(Collected data)

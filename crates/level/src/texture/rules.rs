//! Matching rules for holes, walls and doors.
//!
//! "Inside" means a cell a player could see as part of the room: accessible
//! or a hole. Cells outside the level are never inside and never walls.

use super::{Neighborhood, VariantId};
use crate::types::TileKind;

const CROSS_UPPER_LEFT_BOTTOM_RIGHT: VariantId =
    VariantId("wall/wall_cross_upper_left_bottom_right");
const CROSS_UPPER_RIGHT_BOTTOM_LEFT: VariantId =
    VariantId("wall/wall_cross_upper_right_bottom_left");
const INNER_BOTTOM_LEFT: VariantId = VariantId("wall/wall_inner_corner_bottom_left");
const INNER_BOTTOM_RIGHT: VariantId = VariantId("wall/wall_inner_corner_bottom_right");
const INNER_UPPER_RIGHT: VariantId = VariantId("wall/wall_inner_corner_upper_right");
const INNER_UPPER_LEFT: VariantId = VariantId("wall/wall_inner_corner_upper_left");
const OUTER_BOTTOM_LEFT: VariantId = VariantId("wall/wall_outer_corner_bottom_left");
const OUTER_BOTTOM_RIGHT: VariantId = VariantId("wall/wall_outer_corner_bottom_right");
const OUTER_UPPER_RIGHT: VariantId = VariantId("wall/wall_outer_corner_upper_right");
const OUTER_UPPER_LEFT: VariantId = VariantId("wall/wall_outer_corner_upper_left");
const WALL_RIGHT: VariantId = VariantId("wall/wall_right");
const WALL_LEFT: VariantId = VariantId("wall/wall_left");
const WALL_TOP: VariantId = VariantId("wall/wall_top");
const WALL_BOTTOM: VariantId = VariantId("wall/wall_bottom");
const DOOR_TOP: VariantId = VariantId("door/top");
const DOOR_RIGHT: VariantId = VariantId("door/right");
const DOOR_LEFT: VariantId = VariantId("door/left");
const DOOR_BOTTOM: VariantId = VariantId("door/bottom");

/// Named views of the eight neighbours.
struct Around {
    above: Option<TileKind>,
    below: Option<TileKind>,
    left: Option<TileKind>,
    right: Option<TileKind>,
    upper_left: Option<TileKind>,
    upper_right: Option<TileKind>,
    bottom_left: Option<TileKind>,
    bottom_right: Option<TileKind>,
}

impl Around {
    fn of(n: &Neighborhood) -> Self {
        Self {
            above: n.at(0, 1),
            below: n.at(0, -1),
            left: n.at(-1, 0),
            right: n.at(1, 0),
            upper_left: n.at(-1, 1),
            upper_right: n.at(1, 1),
            bottom_left: n.at(-1, -1),
            bottom_right: n.at(1, -1),
        }
    }
}

fn is_wall(kind: Option<TileKind>) -> bool {
    kind == Some(TileKind::Wall)
}

fn is_wall_or_door(kind: Option<TileKind>) -> bool {
    matches!(kind, Some(TileKind::Wall | TileKind::Door))
}

fn is_accessible(kind: Option<TileKind>) -> bool {
    kind.is_some_and(TileKind::is_accessible)
}

fn is_inside(kind: Option<TileKind>) -> bool {
    is_accessible(kind) || kind == Some(TileKind::Hole)
}

pub(super) fn hole_variant(n: &Neighborhood) -> VariantId {
    if n.at(0, 1) == Some(TileKind::Hole) { VariantId::HOLE_STACKED } else { VariantId::HOLE }
}

/// A door with no accessible orthogonal side gets no variant, even if it
/// would match a wall rule.
pub(super) fn door_variant(n: &Neighborhood) -> Option<VariantId> {
    let a = Around::of(n);
    if is_accessible(a.below) {
        Some(DOOR_TOP)
    } else if is_accessible(a.left) {
        Some(DOOR_RIGHT)
    } else if is_accessible(a.right) {
        Some(DOOR_LEFT)
    } else if is_accessible(a.above) {
        Some(DOOR_BOTTOM)
    } else {
        None
    }
}

pub(super) fn wall_variant(n: &Neighborhood) -> Option<VariantId> {
    let a = Around::of(n);
    cross(&a).or_else(|| inner_corner(&a)).or_else(|| outer_corner(&a)).or_else(|| side(&a))
}

fn cross(a: &Around) -> Option<VariantId> {
    let boxed_in = is_wall(a.above) && is_wall(a.below) && is_wall(a.left) && is_wall(a.right);
    if !boxed_in {
        return None;
    }
    if is_inside(a.upper_left) && is_inside(a.bottom_right) {
        Some(CROSS_UPPER_LEFT_BOTTOM_RIGHT)
    } else if is_inside(a.upper_right) && is_inside(a.bottom_left) {
        Some(CROSS_UPPER_RIGHT_BOTTOM_LEFT)
    } else {
        None
    }
}

fn inner_corner(a: &Around) -> Option<VariantId> {
    let (above, below, left, right) =
        (is_inside(a.above), is_inside(a.below), is_inside(a.left), is_inside(a.right));
    if is_wall(a.above)
        && is_wall(a.right)
        && (left && is_inside(a.bottom_right)
            || below && is_inside(a.upper_left)
            || below && left)
    {
        Some(INNER_BOTTOM_LEFT)
    } else if is_wall(a.above)
        && is_wall(a.left)
        && (right && is_inside(a.bottom_left)
            || below && is_inside(a.upper_right)
            || below && right)
    {
        Some(INNER_BOTTOM_RIGHT)
    } else if is_wall(a.below)
        && is_wall(a.left)
        && (right && is_inside(a.upper_left)
            || above && is_inside(a.bottom_right)
            || above && right)
    {
        Some(INNER_UPPER_RIGHT)
    } else if is_wall(a.below)
        && is_wall(a.right)
        && (left && is_inside(a.upper_right)
            || above && is_inside(a.bottom_left)
            || above && left)
    {
        Some(INNER_UPPER_LEFT)
    } else {
        None
    }
}

fn outer_corner(a: &Around) -> Option<VariantId> {
    if is_wall(a.above) && is_wall(a.right) && is_inside(a.upper_right) {
        Some(OUTER_BOTTOM_LEFT)
    } else if is_wall(a.above) && is_wall(a.left) && is_inside(a.upper_left) {
        Some(OUTER_BOTTOM_RIGHT)
    } else if is_wall(a.below) && is_wall(a.left) && is_inside(a.bottom_left) {
        Some(OUTER_UPPER_RIGHT)
    } else if is_wall(a.below) && is_wall(a.right) && is_inside(a.bottom_right) {
        Some(OUTER_UPPER_LEFT)
    } else {
        None
    }
}

/// Straight wall segments, named for the side of the room the wall closes.
fn side(a: &Around) -> Option<VariantId> {
    let vertical_run = is_wall_or_door(a.above) && is_wall_or_door(a.below);
    let horizontal_run = is_wall_or_door(a.left) && is_wall_or_door(a.right);
    if vertical_run && is_inside(a.left) {
        Some(WALL_RIGHT)
    } else if vertical_run && is_inside(a.right) {
        Some(WALL_LEFT)
    } else if horizontal_run && is_inside(a.below) {
        Some(WALL_TOP)
    } else if horizontal_run && is_inside(a.above) {
        Some(WALL_BOTTOM)
    } else {
        None
    }
}
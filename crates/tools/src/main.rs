use std::io;
use std::path::PathBuf;

use anyhow::{Context, Result, bail};
use clap::{Parser, Subcommand};
use level::{Coordinate, LevelConfig, LevelFile, Path, TileGrid, resolve_variants, texture_path};
use serde::Serialize;
use tracing::info;
use tracing_subscriber::EnvFilter;

#[derive(Parser)]
#[command(author, version, about, long_about = None)]
struct Args {
    /// Level layout: a `.json` level file or a plain glyph map
    level: PathBuf,
    /// TOML file with the seed and design to build the level with
    #[arg(short, long)]
    config: Option<PathBuf>,
    /// Print machine-readable JSON instead of text
    #[arg(long)]
    json: bool,
    #[command(subcommand)]
    command: Command,
}

#[derive(Subcommand)]
enum Command {
    /// Dump the level with `W`, `F` and `E` glyphs
    Print,
    /// Shortest path between two tiles, start to end by default
    Path {
        #[arg(long, value_parser = parse_coordinate)]
        from: Option<Coordinate>,
        #[arg(long, value_parser = parse_coordinate)]
        to: Option<Coordinate>,
    },
    /// Texture path of every tile
    Textures,
    /// Size, node count, start, end and layout hash
    Info,
}

#[derive(Serialize)]
struct LevelInfo {
    width: usize,
    height: usize,
    design: &'static str,
    node_count: usize,
    start: Option<Coordinate>,
    end: Option<Coordinate>,
    layout_hash: u64,
}

fn parse_coordinate(value: &str) -> Result<Coordinate, String> {
    let (x, y) = value.split_once(',').ok_or_else(|| format!("expected x,y, got {value:?}"))?;
    let x = x.trim().parse().map_err(|e| format!("bad x in {value:?}: {e}"))?;
    let y = y.trim().parse().map_err(|e| format!("bad y in {value:?}: {e}"))?;
    Ok(Coordinate::new(x, y))
}

fn load_level(args: &Args) -> Result<TileGrid> {
    let base = match &args.config {
        Some(path) => LevelConfig::load(path)
            .with_context(|| format!("Failed to load config: {}", path.display()))?,
        None => LevelConfig::default(),
    };
    let file = LevelFile::load(&args.level)
        .with_context(|| format!("Failed to read level file: {}", args.level.display()))?;
    let config = file.config(&base);
    let kinds = file.kinds().with_context(|| "Failed to parse level layout")?;
    info!(seed = config.seed, design = config.design.as_str(), "building level");
    Ok(TileGrid::from_kinds_with_config(kinds, &config)?)
}

fn print_json<T: Serialize>(value: &T) -> Result<()> {
    println!("{}", serde_json::to_string_pretty(value).context("Failed to serialize output")?);
    Ok(())
}

fn main() -> Result<()> {
    tracing_subscriber::fmt()
        .with_env_filter(EnvFilter::from_default_env())
        .with_writer(io::stderr)
        .init();

    let args = Args::parse();
    let level = load_level(&args)?;

    match &args.command {
        Command::Print => print!("{}", level.print_level()),
        Command::Path { from, to } => {
            let Some(from) = from.or_else(|| level.get_start().map(|tile| tile.coordinate()))
            else {
                bail!("level has no start tile; pass --from");
            };
            let Some(to) = to.or_else(|| level.get_end().map(|tile| tile.coordinate())) else {
                bail!("level has no exit tile; pass --to");
            };
            let path = level.find_path(from, to);
            if args.json {
                print_json(&path)?;
            } else {
                match path {
                    Path::Found(tiles) => {
                        for tile in tiles {
                            println!("{},{}", tile.x, tile.y);
                        }
                    }
                    Path::NoPath => println!("no path"),
                }
            }
        }
        Command::Textures => {
            let design = level.design();
            for (coordinate, variant) in resolve_variants(&level) {
                let kind = level.get_tile_at(coordinate).map(|tile| tile.kind().glyph());
                println!(
                    "{},{} {} {}",
                    coordinate.x,
                    coordinate.y,
                    kind.unwrap_or('?'),
                    texture_path(design, variant)
                );
            }
        }
        Command::Info => {
            let info = LevelInfo {
                width: level.width(),
                height: level.height(),
                design: level.design().as_str(),
                node_count: level.get_node_count(),
                start: level.get_start().map(|tile| tile.coordinate()),
                end: level.get_end().map(|tile| tile.coordinate()),
                layout_hash: level.layout_hash(),
            };
            if args.json {
                print_json(&info)?;
            } else {
                println!("Size: {}x{}", info.width, info.height);
                println!("Design: {}", info.design);
                println!("Nodes: {}", info.node_count);
                println!("Start: {:?}", info.start);
                println!("End: {:?}", info.end);
                println!("Layout Hash: {}", info.layout_hash);
            }
        }
    }

    Ok(())
}
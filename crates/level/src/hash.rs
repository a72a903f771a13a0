//! Stable layout hashing for determinism checks.
//! This module exists so tools and tests can compare two levels with one number.
//! It does not hash texture choices or random stream position.

use std::hash::Hasher;

use xxhash_rust::xxh3::Xxh3;

use crate::grid::TileGrid;
use crate::types::TileKind;

impl TileGrid {
    pub fn layout_hash(&self) -> u64 {
        let mut hasher = Xxh3::new();
        hasher.write_u64(self.width() as u64);
        hasher.write_u64(self.height() as u64);
        for tile in self.tiles() {
            hasher.write_u8(match tile.kind() {
                TileKind::Skip => 0,
                TileKind::Floor => 1,
                TileKind::Wall => 2,
                TileKind::Exit => 3,
                TileKind::Hole => 4,
                TileKind::Door => 5,
            });
        }
        if let Some(start) = self.get_start() {
            hasher.write_i32(start.coordinate().x);
            hasher.write_i32(start.coordinate().y);
        }
        hasher.finish()
    }
}

#[cfg(test)]
mod tests {
    use crate::layout::parse_glyphs;
    use crate::types::{Coordinate, DesignLabel, TileKind};
    use crate::TileGrid;

    fn grid(glyphs: &str) -> TileGrid {
        TileGrid::from_kinds(parse_glyphs(glyphs).expect("layout"), DesignLabel::Default)
            .expect("grid")
    }

    #[test]
    fn hash_tracks_kinds_not_design() {
        let a = grid("FWE\nFFF");
        let b = TileGrid::from_kinds(a.kinds(), DesignLabel::Dark).expect("grid");
        assert_eq!(a.layout_hash(), b.layout_hash());

        let mut c = a.clone();
        c.change_tile_kind(Coordinate::new(1, 0), TileKind::Door);
        assert_ne!(a.layout_hash(), c.layout_hash());
    }

    #[test]
    fn hash_covers_dimensions() {
        assert_ne!(grid("WW\nWW").layout_hash(), grid("WWWW").layout_hash());
    }
}
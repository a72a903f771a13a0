//! Neighbourhood-based texture variant selection.
//! This module exists so renderers can resolve a tile's look from its 3x3
//! surroundings with a pure function and no shared factory state.
//! It does not own tiles or cache results; callers decide what to keep.

mod rules;

use std::fmt;

use serde::Serialize;
use tracing::trace;

use crate::grid::TileGrid;
use crate::types::{Coordinate, DesignLabel, TileKind};

/// Relative texture name such as `wall/wall_top`.
#[derive(Clone, Copy, Debug, PartialEq, Eq, Hash, Serialize)]
pub struct VariantId(&'static str);

impl VariantId {
    pub const EMPTY: VariantId = VariantId("floor/empty");
    pub const FLOOR: VariantId = VariantId("floor/floor_1");
    pub const LADDER: VariantId = VariantId("floor/floor_ladder");
    pub const HOLE: VariantId = VariantId("floor/floor_hole");
    pub const HOLE_STACKED: VariantId = VariantId("floor/floor_hole1");

    pub const fn as_str(self) -> &'static str {
        self.0
    }
}

impl fmt::Display for VariantId {
    fn fmt(&self, f: &mut fmt::Formatter<'_>) -> fmt::Result {
        f.write_str(self.0)
    }
}

/// The 3x3 kinds around a tile. `None` marks a cell outside the level.
///
/// Offsets follow the level's y-up world: "above" is `y + 1`, "below" is `y - 1`.
#[derive(Clone, Copy, Debug, PartialEq, Eq)]
pub struct Neighborhood {
    /// `cells[dy + 1][dx + 1]`.
    cells: [[Option<TileKind>; 3]; 3],
}

impl Neighborhood {
    pub fn new(cells: [[Option<TileKind>; 3]; 3]) -> Self {
        Self { cells }
    }

    pub fn from_kinds(rows: &[Vec<TileKind>], center: Coordinate) -> Self {
        Self::collect(center, |coordinate| {
            if coordinate.x < 0 || coordinate.y < 0 {
                return None;
            }
            rows.get(coordinate.y as usize)?.get(coordinate.x as usize).copied()
        })
    }

    pub fn from_grid(grid: &TileGrid, center: Coordinate) -> Self {
        Self::collect(center, |coordinate| grid.get_tile_at(coordinate).map(|tile| tile.kind()))
    }

    fn collect(center: Coordinate, kind_at: impl Fn(Coordinate) -> Option<TileKind>) -> Self {
        let mut cells = [[None; 3]; 3];
        for (row, dy) in (-1..=1).enumerate() {
            for (column, dx) in (-1..=1).enumerate() {
                cells[row][column] = kind_at(center.offset(dx, dy));
            }
        }
        Self { cells }
    }

    pub fn at(&self, dx: i32, dy: i32) -> Option<TileKind> {
        if !(-1..=1).contains(&dx) || !(-1..=1).contains(&dy) {
            return None;
        }
        self.cells[(dy + 1) as usize][(dx + 1) as usize]
    }
}

/// Picks the texture variant for a tile of kind `center`.
///
/// Pure: the same kind and neighbourhood always give the same variant.
pub fn select_variant(
    center: TileKind,
    neighborhood: &Neighborhood,
    coordinate: Coordinate,
) -> VariantId {
    let variant = match center {
        TileKind::Skip => Some(VariantId::EMPTY),
        TileKind::Floor => Some(VariantId::FLOOR),
        TileKind::Exit => Some(VariantId::LADDER),
        TileKind::Hole => Some(rules::hole_variant(neighborhood)),
        TileKind::Wall => rules::wall_variant(neighborhood),
        TileKind::Door => rules::door_variant(neighborhood),
    };
    variant.unwrap_or_else(|| {
        trace!(x = coordinate.x, y = coordinate.y, ?center, "no texture rule matched");
        VariantId::EMPTY
    })
}

/// `dungeon/<design>/<variant>.png`
pub fn texture_path(design: DesignLabel, variant: VariantId) -> String {
    format!("dungeon/{}/{}.png", design.as_str(), variant)
}

/// Variant of every tile of `grid`, in scan order.
pub fn resolve_variants(grid: &TileGrid) -> Vec<(Coordinate, VariantId)> {
    grid.tiles()
        .iter()
        .map(|tile| {
            let coordinate = tile.coordinate();
            let neighborhood = Neighborhood::from_grid(grid, coordinate);
            (coordinate, select_variant(tile.kind(), &neighborhood, coordinate))
        })
        .collect()
}
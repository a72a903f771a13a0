//! Level construction settings, loadable from TOML.

use std::fs;
use std::path::Path;

use serde::{Deserialize, Serialize};

use crate::error::LevelError;
use crate::types::DesignLabel;

pub const DEFAULT_SEED: u64 = 0x5EED;

#[derive(Clone, Debug, PartialEq, Eq, Serialize, Deserialize)]
#[serde(default)]
pub struct LevelConfig {
    /// Seeds the stream used for start/exit placement and random tile queries.
    pub seed: u64,
    pub design: DesignLabel,
}

impl Default for LevelConfig {
    fn default() -> Self {
        Self { seed: DEFAULT_SEED, design: DesignLabel::Default }
    }
}

impl LevelConfig {
    pub fn with_design(design: DesignLabel) -> Self {
        Self { design, ..Self::default() }
    }

    pub fn from_toml_str(content: &str) -> Result<Self, LevelError> {
        Ok(toml::from_str(content)?)
    }

    pub fn load(path: &Path) -> Result<Self, LevelError> {
        let content = fs::read_to_string(path)
            .map_err(|source| LevelError::Io { path: path.to_path_buf(), source })?;
        Self::from_toml_str(&content)
    }
}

■ Problem details
Check each line above for the word "bail" and copy the ones that have it.

■ Answer to this problem
use anyhow::{Context, Result, bail};
                bail!("level has no start tile; pass --from");
                bail!("level has no exit tile; pass --to");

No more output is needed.